DynamoDB Provisioned vs On-Demand Capacity: Pick the Right Mode (2026)

DynamoDB’s capacity modes aren’t just about how you pay; they fundamentally change how your application interacts with the database at a system level.

Let’s see this in action. Imagine a simple put_item operation.

import boto3

dynamodb = boto3.resource('dynamodb')
table = dynamodb.Table('my-example-table')

response = table.put_item(
    Item={
        'id': 'user-123',
        'data': 'some value'
    }
)
print(response)

In Provisioned capacity mode, this put_item request is attempting to consume a specific amount of write capacity units (WCUs). The system’s immediate concern is whether your table’s allocated WCU is greater than or equal to the consumed WCUs for this request. If it’s not, you get a ProvisionedThroughputExceededException.

In On-Demand mode, there’s no pre-allocated capacity to check. The system’s concern shifts to its ability to quickly provision the necessary resources to handle the sudden spike in traffic. It’s less about hitting a hard limit and more about the elasticity of the underlying infrastructure. If the system can’t spin up resources fast enough to meet the demand, you’ll likely see latency spikes, and eventually, ProvisionedThroughputExceededException can still occur, though it’s a signal of sustained, high traffic rather than a simple over-allocation.

The core problem these modes solve is managing the cost and performance trade-offs of unpredictable database traffic. Provisioned capacity requires you to forecast your workload and set specific read and write throughput limits. On-Demand capacity, conversely, automatically scales throughput based on actual traffic, abstracting away the forecasting burden.
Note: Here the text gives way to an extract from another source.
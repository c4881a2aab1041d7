//! In-memory storage implementations.

mod oauth;

pub use oauth::MemoryOAuthStorage;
Internally, Provisioned mode is like having a reserved lane on a highway. You pay for that lane whether you use it or not. When a request comes in, the system checks if your lane has space. If it does, the request goes through. If not, it waits or errors. The key levers you control are ReadCapacityUnits and WriteCapacityUnits when creating or updating your table.

On-Demand mode is more like a toll road where you pay per car. The road dynamically expands or contracts based on the number of cars passing through. The system is constantly monitoring traffic flow and adjusting its capacity. You don’t directly set ReadCapacityUnits or WriteCapacityUnits; instead, you enable BillingMode='PAY_PER_REQUEST'. The system handles the scaling behind the scenes.

The critical distinction lies in how the system handles bursts. In Provisioned mode, a burst of traffic exceeding your allocated capacity results in throttling. You can mitigate this with Auto Scaling, which adjusts your provisioned capacity based on metrics like ConsumedReadCapacityUnits and ConsumedWriteCapacityUnits. For example, you might configure Auto Scaling to increase WCUs by 10% if ConsumedWriteCapacityUnits is 70% of the provisioned capacity for 5 minutes.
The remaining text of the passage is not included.